Dataset entries:
+-------+

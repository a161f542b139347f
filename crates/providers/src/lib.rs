//! Model provider implementations for gemcord.
//!
//! All providers implement the `gemcord_core::Provider` trait; the
//! orchestrator never sees wire formats.

pub mod gemini;

pub use gemini::GeminiProvider;
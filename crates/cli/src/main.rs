//! gemcord CLI — the main entry point.
//!
//! Commands:
//! - `init`  — Write a default config file
//! - `chat`  — One message (`-m`) or an interactive terminal session
//! - `run`   — Start the dispatcher on a chat channel

use clap::{Parser, Subcommand, ValueEnum};

mod commands;

#[derive(Parser)]
#[command(
    name = "gemcord",
    about = "gemcord — multimodal Gemini chat bot",
    version,
    author
)]
struct Cli {
    #[command(subcommand)]
    command: Commands,

    /// Enable verbose logging
    #[arg(short, long, global = true)]
    verbose: bool,
}

#[derive(Subcommand)]
enum Commands {
    /// Write a default configuration file
    Init,

    /// Chat with the bot from the terminal
    Chat {
        /// Send a single message instead of entering interactive mode
        #[arg(short, long)]
        message: Option<String>,
    },

    /// Start serving a chat channel
    Run {
        /// The channel to serve
        #[arg(short, long, value_enum, default_value_t = ChannelKind::Cli)]
        channel: ChannelKind,
    },
}

#[derive(Debug, Clone, Copy, PartialEq, Eq, ValueEnum)]
pub enum ChannelKind {
    /// Interactive terminal chat
    Cli,
    /// Discord adapter with no gateway connection yet: it only relays
    /// messages injected in-process, so on its own it receives nothing
    Discord,
}

#[tokio::main]
async fn main() -> Result<(), Box<dyn std::error::Error>> {
    let cli = Cli::parse();

    // Initialize tracing
    let filter = if cli.verbose { "debug" } else { "info" };
    tracing_subscriber::fmt()
        .with_env_filter(
            tracing_subscriber::EnvFilter::try_from_default_env()
                .unwrap_or_else(|_| tracing_subscriber::EnvFilter::new(filter)),
        )
        .with_target(false)
        .with_writer(std::io::stderr)
        .init();

    match cli.command {
        Commands::Init => commands::init::run().await?,
        Commands::Chat { message } => commands::chat::run(message).await?,
        Commands::Run { channel } => commands::run::run(channel).await?,
    }

    Ok(())
}
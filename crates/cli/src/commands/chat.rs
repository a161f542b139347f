//! `gemcord chat` — single-message or interactive terminal chat.

use gemcord_agent::{Command, chunk};
use gemcord_channels::CliChannel;
use gemcord_channels::cli::render;

use super::Runtime;

pub async fn run(message: Option<String>) -> Result<(), Box<dyn std::error::Error>> {
    let Some(message) = message else {
        // Interactive mode is the CLI channel under the dispatcher.
        return super::run::run(crate::ChannelKind::Cli).await;
    };

    let runtime = Runtime::build()?;
    let _events = runtime.spawn_event_logger();
    let event = CliChannel::event_from_line(&message);

    let reply = match Command::parse(&event.text) {
        Some(command) => runtime.orchestrator.handle_command(&event, command).await,
        None => {
            eprint!("  Thinking...");
            let reply = runtime.orchestrator.handle(event).await;
            eprint!("\r              \r");
            Some(reply)
        }
    };

    if let Some(reply) = reply {
        let failed = reply.failed;
        for payload in chunk(reply.text, reply.media, runtime.config.reply.max_message_length) {
            println!("{}", render(&payload));
        }
        if failed {
            return Err("the turn did not complete".into());
        }
    }
    Ok(())
}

+-------+

## About this task
Return all lines from the data that include the string "long".

## The answer
    #[arg(short, long, global = true)]
        #[arg(short, long)]
        #[arg(short, long, value_enum, default_value_t = ChannelKind::Cli)]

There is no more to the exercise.